Problem to solve
Search the data for "server". Return each matching line.

Stored items

────────────────────────────────────────

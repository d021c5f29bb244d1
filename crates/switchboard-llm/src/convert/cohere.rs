//! Conversion between canonical types and the Cohere v1 chat API

use crate::error::LlmError;
use crate::protocol::cohere::{CohereHistoryMessage, CohereRequest, CohereResponse, CohereStreamEvent};
use crate::stream::{FrameDecoder, VendorEvent};
use crate::types::{ChatRequest, ChatResponse, Choice, ChoiceMessage, FinishReason, Message, Role, Usage};

/// Part kinds Cohere accepts
pub const ACCEPTED_PARTS: &[&str] = &["text"];

/// Map a Cohere finish reason onto the canonical set
pub fn finish_reason(reason: Option<&str>) -> FinishReason {
    match reason {
        Some("MAX_TOKENS") => FinishReason::Length,
        Some("ERROR_TOXIC") => FinishReason::ContentFilter,
        _ => FinishReason::Stop,
    }
}

const fn history_role(role: Role) -> &'static str {
    match role {
        Role::System => "SYSTEM",
        Role::User => "USER",
        Role::Assistant => "CHATBOT",
        Role::Tool => "TOOL",
    }
}

// -- Request --

/// Build a chat request
///
/// The last user turn becomes `message`, everything before it the history.
pub fn request(req: &ChatRequest, vendor_model: &str) -> Result<CohereRequest, LlmError> {
    if req.tools.is_some() {
        tracing::debug!(model = %req.model, "tool declarations are not forwarded to cohere");
    }

    let turns: Vec<&Message> = req.messages.iter().filter(|m| m.role != Role::System).collect();
    let (last, history) = turns
        .split_last()
        .ok_or_else(|| LlmError::InvalidRequest("at least one non-system message is required".to_owned()))?;

    if last.content.is_none() {
        return Err(LlmError::InvalidRequest("content is required".to_owned()));
    }

    Ok(CohereRequest {
        model: vendor_model.to_owned(),
        message: last.text_content(),
        chat_history: history
            .iter()
            .map(|message| CohereHistoryMessage {
                role: history_role(message.role),
                message: message.text_content(),
            })
            .collect(),
        preamble: super::hoisted_system(&req.messages),
        temperature: req.temperature,
        top_p: req.top_p,
        max_tokens: super::max_tokens(req, vendor_model),
        stop_sequences: req.stop_sequences(),
        frequency_penalty: req.frequency_penalty,
        presence_penalty: req.presence_penalty,
        seed: req.seed,
        stream: req.stream,
    })
}

// -- Response --

/// Translate a complete chat response
pub fn response(resp: CohereResponse, requested_model: &str) -> Result<ChatResponse, LlmError> {
    let (input, output) = resp.billed_tokens();
    let (prompt, completion) = LlmError::require_usage(input, output)?;

    Ok(ChatResponse {
        id: resp.generation_id.unwrap_or_else(super::completion_id),
        object: ChatResponse::OBJECT.to_owned(),
        created: crate::types::unix_now(),
        model: requested_model.to_owned(),
        choices: vec![Choice {
            index: 0,
            message: ChoiceMessage::assistant(resp.text, Vec::new()),
            finish_reason: finish_reason(resp.finish_reason.as_deref()),
        }],
        usage: Usage::new(prompt, completion),
    })
}

// -- Stream --

/// Decodes the newline-delimited JSON events of a chat stream
///
/// Billed units arrive only with `stream-end`; a stream ending without them
/// fails even when the caller did not ask for usage.
#[derive(Debug, Default)]
pub struct CohereDecoder;

impl CohereDecoder {
    /// Decoder for a fresh stream
    pub const fn new() -> Self {
        Self
    }
}

impl FrameDecoder for CohereDecoder {
    fn decode(&mut self, data: &str) -> Result<Vec<VendorEvent>, LlmError> {
        let event = match serde_json::from_str::<CohereStreamEvent>(data) {
            Ok(event) => event,
            Err(e) => {
                tracing::debug!(error = %e, data, "skipping unparseable cohere event");
                return Ok(Vec::new());
            }
        };

        let events = match event {
            CohereStreamEvent::StreamStart { generation_id } => vec![VendorEvent::Started {
                id: generation_id,
                model: None,
            }],
            CohereStreamEvent::TextGeneration { text } => vec![VendorEvent::Content { index: 0, text }],
            CohereStreamEvent::StreamEnd {
                finish_reason: reason,
                response,
            } => {
                let (input, output) = response.billed_tokens();
                LlmError::require_usage(input, output)?;
                vec![
                    VendorEvent::Usage {
                        prompt_tokens: input,
                        completion_tokens: output,
                    },
                    VendorEvent::Finished {
                        index: 0,
                        reason: finish_reason(reason.as_deref().or(response.finish_reason.as_deref())),
                    },
                ]
            }
            CohereStreamEvent::Other => Vec::new(),
        };

        Ok(events)
    }
}
//! Rendering canonical responses and chunks in the Ollama chat format
//!
//! The direction is reversed compared to the vendor modules: the gateway
//! answers Ollama clients, so canonical output is translated outward.

use std::collections::BTreeMap;

use jiff::Timestamp;

use crate::protocol::ollama::{OllamaChatResponse, OllamaFunctionCall, OllamaMessage, OllamaModel, OllamaModelList, OllamaToolCall};
use crate::types::{ChatChunk, ChatResponse, ModelList, ToolCallDelta, Usage};

const ASSISTANT: &str = "assistant";

/// RFC 3339 rendering of a Unix timestamp, the current time when out of range
pub fn rfc3339(seconds: u64) -> String {
    i64::try_from(seconds)
        .ok()
        .and_then(|seconds| Timestamp::from_second(seconds).ok())
        .unwrap_or_else(Timestamp::now)
        .to_string()
}

/// Complete reply to a non-streaming `/api/chat` request
pub fn response(resp: ChatResponse) -> OllamaChatResponse {
    let created_at = rfc3339(resp.created);
    let choice = resp.choices.into_iter().find(|choice| choice.index == 0);

    let (content, tool_calls, reason) = match choice {
        Some(choice) => {
            let tool_calls = choice
                .message
                .tool_calls
                .unwrap_or_default()
                .into_iter()
                .map(|call| tool_call(call.function.name, &call.function.arguments))
                .collect();
            (choice.message.content.unwrap_or_default(), tool_calls, Some(choice.finish_reason))
        }
        None => (String::new(), Vec::new(), None),
    };

    OllamaChatResponse {
        model: resp.model,
        created_at,
        message: OllamaMessage {
            role: ASSISTANT,
            content,
            tool_calls,
        },
        done_reason: reason,
        done: true,
        prompt_eval_count: Some(resp.usage.prompt_tokens),
        eval_count: Some(resp.usage.completion_tokens),
    }
}

/// Tag listing for the models the gateway serves
pub fn models(list: ModelList) -> OllamaModelList {
    OllamaModelList {
        models: list
            .data
            .into_iter()
            .map(|card| OllamaModel {
                modified_at: rfc3339(card.created),
                model: card.id.clone(),
                name: card.id,
                details: serde_json::Map::new(),
            })
            .collect(),
    }
}

fn tool_call(name: String, arguments: &str) -> OllamaToolCall {
    OllamaToolCall {
        function: OllamaFunctionCall {
            name,
            arguments: super::parse_arguments(arguments),
        },
    }
}

/// Turns a canonical chunk stream into Ollama reply lines
///
/// Content fragments are forwarded as they come. Tool call fragments are
/// collected and sent whole on the final line, which is held back until
/// the usage chunk (if one was requested) or the end of the stream.
#[derive(Debug, Default)]
pub struct OllamaLines {
    tool_calls: BTreeMap<u32, (String, String)>,
    last: Option<OllamaChatResponse>,
}

impl OllamaLines {
    /// Converter for a fresh stream
    pub fn new() -> Self {
        Self::default()
    }

    /// Lines to send for `chunk`
    pub fn push(&mut self, chunk: ChatChunk) -> Vec<OllamaChatResponse> {
        if let Some(usage) = chunk.usage {
            return vec![self.with_usage(&chunk, usage)];
        }

        let Some(choice) = chunk.choices.into_iter().find(|choice| choice.index == 0) else {
            return Vec::new();
        };

        for delta in choice.delta.tool_calls.into_iter().flatten() {
            self.collect(delta);
        }

        let content = choice.delta.content.unwrap_or_default();
        match choice.finish_reason {
            Some(reason) => {
                let tool_calls = std::mem::take(&mut self.tool_calls)
                    .into_values()
                    .map(|(name, arguments)| tool_call(name, &arguments))
                    .collect();
                self.last = Some(OllamaChatResponse {
                    model: chunk.model,
                    created_at: rfc3339(chunk.created),
                    message: OllamaMessage {
                        role: ASSISTANT,
                        content,
                        tool_calls,
                    },
                    done_reason: Some(reason),
                    done: true,
                    prompt_eval_count: None,
                    eval_count: None,
                });
                Vec::new()
            }
            None if content.is_empty() => Vec::new(),
            None => vec![OllamaChatResponse {
                model: chunk.model,
                created_at: rfc3339(chunk.created),
                message: OllamaMessage {
                    role: ASSISTANT,
                    content,
                    tool_calls: Vec::new(),
                },
                done_reason: None,
                done: false,
                prompt_eval_count: None,
                eval_count: None,
            }],
        }
    }

    /// The held-back final line, once the stream has ended
    pub fn finish(&mut self) -> Option<OllamaChatResponse> {
        self.last.take()
    }

    fn with_usage(&mut self, chunk: &ChatChunk, usage: Usage) -> OllamaChatResponse {
        let mut last = self.last.take().unwrap_or_else(|| OllamaChatResponse {
            model: chunk.model.clone(),
            created_at: rfc3339(chunk.created),
            message: OllamaMessage {
                role: ASSISTANT,
                content: String::new(),
                tool_calls: Vec::new(),
            },
            done_reason: None,
            done: true,
            prompt_eval_count: None,
            eval_count: None,
        });
        last.prompt_eval_count = Some(usage.prompt_tokens);
        last.eval_count = Some(usage.completion_tokens);
        last
    }

    fn collect(&mut self, delta: ToolCallDelta) {
        let entry = self.tool_calls.entry(delta.index).or_default();
        if let Some(function) = delta.function {
            if let Some(name) = function.name {
                entry.0.push_str(&name);
            }
            if let Some(arguments) = function.arguments {
                entry.1.push_str(&arguments);
            }
        }
    }
}
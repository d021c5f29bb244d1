#![allow(dead_code)]

pub mod config;
pub mod mock_vendor;
pub mod server;

/// Shared bearer secret every test server is configured with
pub const API_KEY: &str = "test-secret";

/// Parse SSE `data:` payloads from raw response text
pub fn sse_data(text: &str) -> Vec<serde_json::Value> {
    text.lines()
        .filter_map(|line| line.strip_prefix("data:"))
        .map(str::trim)
        .filter(|data| !data.is_empty())
        .map(|data| serde_json::from_str(data).expect("SSE payload is JSON"))
        .collect()
}

/// Concatenated `delta.content` of a chunk sequence
pub fn streamed_content(chunks: &[serde_json::Value]) -> String {
    chunks
        .iter()
        .filter_map(|chunk| chunk["choices"].get(0))
        .filter_map(|choice| choice["delta"]["content"].as_str())
        .collect()
}
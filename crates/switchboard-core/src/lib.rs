//! Shared primitives for Switchboard crates

#![allow(clippy::must_use_candidate)]

mod error;

pub use error::{ErrorBody, HttpError};
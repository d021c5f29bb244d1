use super::VendorEvent;
use crate::error::LlmError;
use crate::types::{ChatChunk, ChunkChoice, ChunkDelta, FinishReason, Role, Usage};

/// Lifecycle of one streamed completion
#[derive(Debug, Clone, Copy, PartialEq, Eq)]
pub enum StreamState {
    /// Vendor stream opened, nothing emitted
    Init,
    /// Content is flowing
    Streaming,
    /// Finish reason emitted, waiting for final usage counters
    UsagePending,
    /// Nothing more will be emitted
    Terminal,
}

/// Turns vendor events into canonical chunks
///
/// Guarantees exactly one finish-reason chunk per completed stream and at
/// most one usage chunk, emitted last and only when requested.
#[derive(Debug)]
pub struct StreamMachine {
    state: StreamState,
    id: String,
    model: String,
    created: u64,
    include_usage: bool,
    prompt_tokens: Option<u32>,
    completion_tokens: Option<u32>,
    role_sent: bool,
    saw_event: bool,
}

impl StreamMachine {
    /// Create a machine for a request to `model`
    pub fn new(model: impl Into<String>, include_usage: bool) -> Self {
        Self {
            state: StreamState::Init,
            id: format!("chatcmpl-{}", uuid::Uuid::new_v4().simple()),
            model: model.into(),
            created: crate::types::unix_now(),
            include_usage,
            prompt_tokens: None,
            completion_tokens: None,
            role_sent: false,
            saw_event: false,
        }
    }

    /// Current state
    pub const fn state(&self) -> StreamState {
        self.state
    }

    /// Whether the stream is finished and the vendor connection can be released
    pub fn is_terminal(&self) -> bool {
        self.state == StreamState::Terminal
    }

    /// Feed one vendor event
    pub fn on_event(&mut self, event: VendorEvent) -> Result<Vec<ChatChunk>, LlmError> {
        self.saw_event = true;

        match (self.state, event) {
            (StreamState::Terminal, _) => Ok(Vec::new()),
            (
                _,
                VendorEvent::Usage {
                    prompt_tokens,
                    completion_tokens,
                },
            ) => {
                self.prompt_tokens = prompt_tokens.or(self.prompt_tokens);
                self.completion_tokens = completion_tokens.or(self.completion_tokens);
                Ok(Vec::new())
            }
            (StreamState::UsagePending, event) => {
                tracing::debug!(?event, "ignoring vendor event after finish");
                Ok(Vec::new())
            }
            (StreamState::Init, VendorEvent::Started { id, model }) => {
                if let Some(id) = id.filter(|id| !id.is_empty()) {
                    self.id = id;
                }
                if let Some(model) = model.filter(|model| !model.is_empty()) {
                    self.model = model;
                }
                Ok(Vec::new())
            }
            (_, VendorEvent::Started { .. }) => Ok(Vec::new()),
            (_, VendorEvent::Content { index, text }) => {
                if text.is_empty() {
                    return Ok(Vec::new());
                }
                self.state = StreamState::Streaming;
                let delta = ChunkDelta {
                    content: Some(text),
                    ..ChunkDelta::default()
                };
                Ok(vec![self.choice_chunk(index, delta, None)])
            }
            (_, VendorEvent::ToolCall { index, call }) => {
                self.state = StreamState::Streaming;
                let delta = ChunkDelta {
                    tool_calls: Some(vec![call]),
                    ..ChunkDelta::default()
                };
                Ok(vec![self.choice_chunk(index, delta, None)])
            }
            (_, VendorEvent::Finished { index, reason }) => Ok(vec![self.finish(index, reason)]),
        }
    }

    /// The vendor stream ended
    ///
    /// A clean close without an end-of-turn event finishes with `stop`; a
    /// close before any event at all is an upstream failure.
    pub fn on_close(&mut self) -> Result<Vec<ChatChunk>, LlmError> {
        match self.state {
            StreamState::Terminal => Ok(Vec::new()),
            StreamState::Init if !self.saw_event => {
                self.state = StreamState::Terminal;
                Err(LlmError::upstream("vendor stream ended without a response"))
            }
            StreamState::Init | StreamState::Streaming => {
                let finish = self.finish(0, FinishReason::Stop);
                let mut chunks = vec![finish];
                chunks.extend(self.on_close()?);
                Ok(chunks)
            }
            StreamState::UsagePending => {
                self.state = StreamState::Terminal;
                let (prompt, completion) = LlmError::require_usage(self.prompt_tokens, self.completion_tokens)?;
                Ok(vec![self.usage_chunk(Usage::new(prompt, completion))])
            }
        }
    }

    fn finish(&mut self, index: u32, reason: FinishReason) -> ChatChunk {
        self.state = if self.include_usage {
            StreamState::UsagePending
        } else {
            StreamState::Terminal
        };
        self.choice_chunk(index, ChunkDelta::default(), Some(reason))
    }

    fn choice_chunk(&mut self, index: u32, mut delta: ChunkDelta, finish_reason: Option<FinishReason>) -> ChatChunk {
        if !self.role_sent {
            delta.role = Some(Role::Assistant);
            self.role_sent = true;
        }

        self.chunk(
            vec![ChunkChoice {
                index,
                delta,
                finish_reason,
            }],
            None,
        )
    }

    fn usage_chunk(&self, usage: Usage) -> ChatChunk {
        self.chunk(Vec::new(), Some(usage))
    }

    fn chunk(&self, choices: Vec<ChunkChoice>, usage: Option<Usage>) -> ChatChunk {
        ChatChunk {
            id: self.id.clone(),
            object: ChatChunk::OBJECT.to_owned(),
            created: self.created,
            model: self.model.clone(),
            choices,
            usage,
        }
    }
}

────────────────────────────────────────

Answer to the problem
pub mod server;
/// Shared bearer secret every test server is configured with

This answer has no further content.